Certains veulent y croire, appuyant leur thèse sur l’idée que les épisodes épidémiques, le blocus du canal de Suez et la guerre en Ukraine ont révélé les risques d’une économie interconnectée. Énorme pression inflationniste – flambée des tarifs de transport, des prix des matières premières et des énergies – et supply chain ravagée en seraient les signes les plus manifestes.
La réduction de la consommation énergétique imposée par le conflit russo-ukrainien et le réchauffement climatique pourrait donner la dernière impulsion.
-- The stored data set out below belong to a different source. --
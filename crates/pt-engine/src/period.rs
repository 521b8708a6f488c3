//! Amiga period math.
//!
//! Pitch is carried as a period (inverse frequency). Smaller periods play
//! faster; the resampler turns a period into a per-output-sample step.

/// PAL Amiga clock rate in Hz.
pub const PAL_CLOCK_RATE: f64 = 7_093_789.2;

/// Frequency ratio of one fine-tune unit (1/8 semitone).
pub const FINE_TUNE_RATIO: f64 = 1.007246412;

/// Fine-tune units per semitone.
pub const FINE_TUNE_PER_SEMITONE: i32 = 8;

/// Lowest allowed period (highest pitch, B-3).
pub const PERIOD_MIN: f64 = 113.0;

/// Highest allowed period (lowest pitch, C-1).
pub const PERIOD_MAX: f64 = 856.0;

/// Clamp a period to the slide range.
pub fn clamp_period(period: f64) -> f64 {
    period.clamp(PERIOD_MIN, PERIOD_MAX)
}

/// Apply a fine-tune (in eighths of a semitone) to a period.
///
/// Positive fine-tune raises pitch, so the period shrinks.
pub fn fine_tune_period(period: f64, fine_tune: i32) -> f64 {
    period / libm::pow(FINE_TUNE_RATIO, fine_tune as f64)
}

/// Raise a period by whole semitones.
pub fn shift_semitones(period: f64, semitones: u8) -> f64 {
    fine_tune_period(period, semitones as i32 * FINE_TUNE_PER_SEMITONE)
}

/// Resampler step for a period at the given output rate.
///
/// Returns 0 for a zero period or sample rate.
pub fn period_to_step(period: f64, sample_rate: u32) -> f64 {
    if period <= 0.0 || sample_rate == 0 {
        return 0.0;
    }
    (PAL_CLOCK_RATE / (period * 2.0)) / sample_rate as f64
}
Une étude menée par Alvarez &Marsal indique que 70 % des 30 principaux détaillants européens, échaudés par les retards et la mise en danger des stocks, ont revu leurs chaînes d’approvisionnement. Près de 15 % ont accru leur sourcing auprès de fournisseurs de leur pays et près de la moitié (42 %) prévoient de le faire dans un délai d’une année.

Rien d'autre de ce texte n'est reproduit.